» DATA RECORDS:
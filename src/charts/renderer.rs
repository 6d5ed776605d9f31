//! Static Chart Renderer
//! Writes the dashboard and signal charts to PNG files with plotters.
//!
//! Layout matches the interactive views:
//! 1. Region chart: one line per year, week on the x axis
//! 2. Comparison chart: one bar per region, names under the bars
//! 3. Signal chart: clean, noisy and filtered traces stacked vertically

use super::plotter::{ComparisonChartData, RegionChartData};
use crate::signal::SignalTraces;
use plotters::prelude::*;
use std::path::Path;
use thiserror::Error;

const CLEAN: RGBColor = RGBColor(46, 204, 113);
const NOISY: RGBColor = RGBColor(243, 156, 18);
const FILTERED: RGBColor = RGBColor(52, 152, 219);
const BAR: RGBColor = RGBColor(52, 152, 219);

const FONT: &str = "sans-serif";

#[derive(Error, Debug)]
pub enum RenderError {
    #[error("Nothing to render")]
    Empty,
    #[error("Drawing failed: {0}")]
    Draw(String),
}

fn draw_err(e: impl std::fmt::Display) -> RenderError {
    RenderError::Draw(e.to_string())
}

/// (min, max) of the values padded by 10%, or `None` if there are none.
fn padded_range(values: impl Iterator<Item = f64>) -> Option<(f64, f64)> {
    let (min, max) = values
        .filter(|v| v.is_finite())
        .fold((f64::INFINITY, f64::NEG_INFINITY), |(lo, hi), v| {
            (lo.min(v), hi.max(v))
        });
    if min > max {
        return None;
    }
    let pad = ((max - min) * 0.1).max(1e-6);
    Some((min - pad, max + pad))
}

pub struct StaticChartRenderer;

impl StaticChartRenderer {
    /// Per-year lines of one region.
    pub fn render_region_chart(
        data: &RegionChartData,
        path: &Path,
        size: (u32, u32),
    ) -> Result<(), RenderError> {
        let (y_min, y_max) = padded_range(
            data.lines
                .iter()
                .flat_map(|line| line.points.iter().map(|p| p[1])),
        )
        .ok_or(RenderError::Empty)?;
        let (x_min, x_max) = padded_range(
            data.lines
                .iter()
                .flat_map(|line| line.points.iter().map(|p| p[0])),
        )
        .ok_or(RenderError::Empty)?;

        let root = BitMapBackend::new(path, size).into_drawing_area();
        root.fill(&WHITE).map_err(draw_err)?;

        let mut chart = ChartBuilder::on(&root)
            .caption(&data.title, (FONT, 26))
            .margin(15)
            .x_label_area_size(40)
            .y_label_area_size(55)
            .build_cartesian_2d(x_min..x_max, y_min..y_max)
            .map_err(draw_err)?;

        chart
            .configure_mesh()
            .x_desc("Week")
            .y_desc(data.series.to_string())
            .draw()
            .map_err(draw_err)?;

        for (idx, line) in data.lines.iter().enumerate() {
            let color = Palette99::pick(idx).to_rgba();
            chart
                .draw_series(LineSeries::new(
                    line.points.iter().map(|p| (p[0], p[1])),
                    color.stroke_width(2),
                ))
                .map_err(draw_err)?
                .label(line.year.to_string())
                .legend(move |(x, y)| {
                    PathElement::new(vec![(x, y), (x + 20, y)], color.stroke_width(2))
                });
        }

        chart
            .configure_series_labels()
            .background_style(&WHITE.mix(0.8))
            .border_style(&BLACK)
            .position(SeriesLabelPosition::UpperRight)
            .draw()
            .map_err(draw_err)?;

        root.present().map_err(draw_err)?;
        log::info!("Region chart saved to {}", path.display());
        Ok(())
    }

    /// Bar per region of the series mean.
    pub fn render_comparison_chart(
        data: &ComparisonChartData,
        path: &Path,
        size: (u32, u32),
    ) -> Result<(), RenderError> {
        if data.is_empty() {
            return Err(RenderError::Empty);
        }
        let max = data
            .bars
            .iter()
            .filter_map(|b| b.mean)
            .fold(0.0_f64, f64::max);
        let n = data.bars.len() as f64;
        let names: Vec<String> = data.bars.iter().map(|b| b.name.clone()).collect();

        let root = BitMapBackend::new(path, size).into_drawing_area();
        root.fill(&WHITE).map_err(draw_err)?;

        let mut chart = ChartBuilder::on(&root)
            .caption(&data.title, (FONT, 26))
            .margin(15)
            .x_label_area_size(120)
            .y_label_area_size(55)
            .build_cartesian_2d(-0.5..n - 0.5, 0.0..max * 1.1 + 1e-6)
            .map_err(draw_err)?;

        let label_at = |x: &f64| -> String {
            let idx = x.round();
            if (x - idx).abs() > 1e-6 || idx < 0.0 {
                return String::new();
            }
            names.get(idx as usize).cloned().unwrap_or_default()
        };

        chart
            .configure_mesh()
            .disable_x_mesh()
            .x_labels(data.bars.len())
            .x_label_formatter(&label_at)
            .x_label_style(
                (FONT, 13)
                    .into_font()
                    .transform(FontTransform::Rotate90),
            )
            .y_desc(data.series.to_string())
            .draw()
            .map_err(draw_err)?;

        chart
            .draw_series(data.bars.iter().enumerate().filter_map(|(i, avg)| {
                let mean = avg.mean?;
                let x = i as f64;
                Some(Rectangle::new([(x - 0.35, 0.0), (x + 0.35, mean)], BAR.filled()))
            }))
            .map_err(draw_err)?;

        root.present().map_err(draw_err)?;
        log::info!("Comparison chart saved to {}", path.display());
        Ok(())
    }

    /// Clean, noisy and filtered traces in three stacked panels. Hidden
    /// traces leave their panel empty.
    pub fn render_signal_chart(
        time: &[f64],
        traces: &SignalTraces,
        path: &Path,
        size: (u32, u32),
    ) -> Result<(), RenderError> {
        let (t_min, t_max) = match (time.first(), time.last()) {
            (Some(&first), Some(&last)) if last > first => (first, last),
            _ => return Err(RenderError::Empty),
        };
        let (y_min, y_max) = padded_range(
            traces
                .clean
                .iter()
                .chain(&traces.noisy)
                .chain(&traces.filtered)
                .copied(),
        )
        .ok_or(RenderError::Empty)?;

        let root = BitMapBackend::new(path, size).into_drawing_area();
        root.fill(&WHITE).map_err(draw_err)?;
        let panels = root.split_evenly((3, 1));

        let plots: [(&str, &[f64], RGBColor, bool); 3] = [
            ("Clean harmonic", &traces.clean, CLEAN, true),
            ("Harmonic with noise", &traces.noisy, NOISY, traces.show_noise),
            ("Filtered harmonic", &traces.filtered, FILTERED, traces.show_filtered),
        ];

        for (panel, (title, values, color, visible)) in panels.iter().zip(plots) {
            let mut chart = ChartBuilder::on(panel)
                .caption(title, (FONT, 20))
                .margin(10)
                .x_label_area_size(30)
                .y_label_area_size(45)
                .build_cartesian_2d(t_min..t_max, y_min..y_max)
                .map_err(draw_err)?;

            chart.configure_mesh().draw().map_err(draw_err)?;

            if visible {
                chart
                    .draw_series(LineSeries::new(
                        time.iter().copied().zip(values.iter().copied()),
                        color.stroke_width(1),
                    ))
                    .map_err(draw_err)?;
            }
        }

        root.present().map_err(draw_err)?;
        log::info!("Signal chart saved to {}", path.display());
        Ok(())
    }
}
//! Statistics Calculator Module
//! Per-region aggregation for the comparison chart and series summaries.

use crate::dashboard::range_predicate;
use crate::data::{region_name, IndexSeries, REGION_COL};
use polars::prelude::*;
use statrs::statistics::Statistics;
use thiserror::Error;

#[derive(Error, Debug)]
pub enum StatsError {
    #[error("Polars error: {0}")]
    PolarsError(#[from] PolarsError),
}

/// Mean of a series for one region.
#[derive(Debug, Clone, PartialEq)]
pub struct RegionAverage {
    pub region_id: i32,
    pub name: String,
    /// `None` when the region has no values in range
    pub mean: Option<f64>,
}

/// Descriptive statistics of the values shown in the table.
#[derive(Debug, Clone, PartialEq)]
pub struct SeriesSummary {
    pub count: usize,
    pub mean: f64,
    pub std: f64,
    pub min: f64,
    pub max: f64,
}

impl Default for SeriesSummary {
    fn default() -> Self {
        Self {
            count: 0,
            mean: f64::NAN,
            std: f64::NAN,
            min: f64::NAN,
            max: f64::NAN,
        }
    }
}

/// Handles statistical calculations for the dashboard.
pub struct StatsCalculator;

impl StatsCalculator {
    /// Mean of `series` per region over the year and week ranges, ordered
    /// by region id. The region selection does not apply here.
    pub fn region_means(
        df: &DataFrame,
        series: IndexSeries,
        years: (i32, i32),
        weeks: (i32, i32),
    ) -> Result<Vec<RegionAverage>, StatsError> {
        let means = df
            .clone()
            .lazy()
            .filter(range_predicate(years, weeks).and(col(REGION_COL).is_not_null()))
            .group_by([col(REGION_COL)])
            .agg([col(series.column()).mean()])
            .sort_by_exprs(vec![col(REGION_COL)], SortMultipleOptions::default())
            .collect()?;

        let ids = means.column(REGION_COL)?.i32()?;
        let values = means.column(series.column())?.cast(&DataType::Float64)?;
        let values = values.f64()?;

        let averages = ids
            .into_iter()
            .zip(values)
            .filter_map(|(id, mean)| {
                let region_id = id?;
                Some(RegionAverage {
                    region_id,
                    name: region_name(region_id),
                    mean,
                })
            })
            .collect();

        Ok(averages)
    }

    /// Summary of the non-missing values of `series`.
    pub fn summarize(df: &DataFrame, series: IndexSeries) -> Result<SeriesSummary, StatsError> {
        let values: Vec<f64> = df
            .column(series.column())?
            .f64()?
            .into_iter()
            .flatten()
            .filter(|v| !v.is_nan())
            .collect();

        Ok(Self::compute_summary(&values))
    }

    /// Compute descriptive statistics for an array of values.
    pub fn compute_summary(values: &[f64]) -> SeriesSummary {
        if values.is_empty() {
            return SeriesSummary::default();
        }

        SeriesSummary {
            count: values.len(),
            mean: Statistics::mean(values),
            std: if values.len() > 1 {
                Statistics::std_dev(values)
            } else {
                0.0
            },
            min: Statistics::min(values),
            max: Statistics::max(values),
        }
    }
}

#[cfg(test)]
mod tests {
    use super::*;
    use crate::data::{observations_to_frame, Observation};
    use approx::assert_relative_eq;

    fn obs(region: i32, year: i32, week: i32, vhi: Option<f64>) -> Observation {
        Observation {
            region_id: Some(region),
            year: Some(year),
            week: Some(week),
            vhi,
            ..Default::default()
        }
    }

    #[test]
    fn means_per_region_within_ranges() {
        let df = observations_to_frame(&[
            obs(3, 2000, 1, Some(10.0)),
            obs(3, 2000, 2, Some(20.0)),
            obs(3, 2010, 1, Some(99.0)), // outside year range
            obs(1, 2001, 5, Some(40.0)),
            obs(1, 2001, 6, None),
            obs(2, 2001, 40, Some(70.0)), // outside week range
        ])
        .unwrap();

        let means =
            StatsCalculator::region_means(&df, IndexSeries::Vhi, (2000, 2005), (1, 20)).unwrap();

        assert_eq!(means.len(), 2);
        assert_eq!(means[0].region_id, 1);
        assert_eq!(means[0].name, "Вінницька");
        assert_eq!(means[0].mean, Some(40.0));
        assert_eq!(means[1].region_id, 3);
        assert_relative_eq!(means[1].mean.unwrap(), 15.0);
    }

    #[test]
    fn region_without_values_has_no_mean() {
        let df = observations_to_frame(&[obs(4, 2000, 1, None)]).unwrap();
        let means =
            StatsCalculator::region_means(&df, IndexSeries::Vhi, (2000, 2000), (1, 52)).unwrap();
        assert_eq!(means.len(), 1);
        assert_eq!(means[0].mean, None);
    }

    #[test]
    fn summary_skips_missing_values() {
        let df = observations_to_frame(&[
            obs(1, 2000, 1, Some(2.0)),
            obs(1, 2000, 2, None),
            obs(1, 2000, 3, Some(4.0)),
            obs(1, 2000, 4, Some(6.0)),
        ])
        .unwrap();

        let summary = StatsCalculator::summarize(&df, IndexSeries::Vhi).unwrap();
        assert_eq!(summary.count, 3);
        assert_relative_eq!(summary.mean, 4.0);
        assert_relative_eq!(summary.std, 2.0);
        assert_eq!(summary.min, 2.0);
        assert_eq!(summary.max, 6.0);
    }

    #[test]
    fn empty_summary_is_nan() {
        let summary = StatsCalculator::compute_summary(&[]);
        assert_eq!(summary.count, 0);
        assert!(summary.mean.is_nan());
    }
}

» WHAT IS BEING ASKED:
The expected answer is a copy of every line in the entries that holds the word "StatsCalculator".

» OUTPUT OF THE TASK:
pub struct StatsCalculator;
impl StatsCalculator {
            StatsCalculator::region_means(&df, IndexSeries::Vhi, (2000, 2005), (1, 20)).unwrap();
            StatsCalculator::region_means(&df, IndexSeries::Vhi, (2000, 2000), (1, 52)).unwrap();
        let summary = StatsCalculator::summarize(&df, IndexSeries::Vhi).unwrap();
        let summary = StatsCalculator::compute_summary(&[]);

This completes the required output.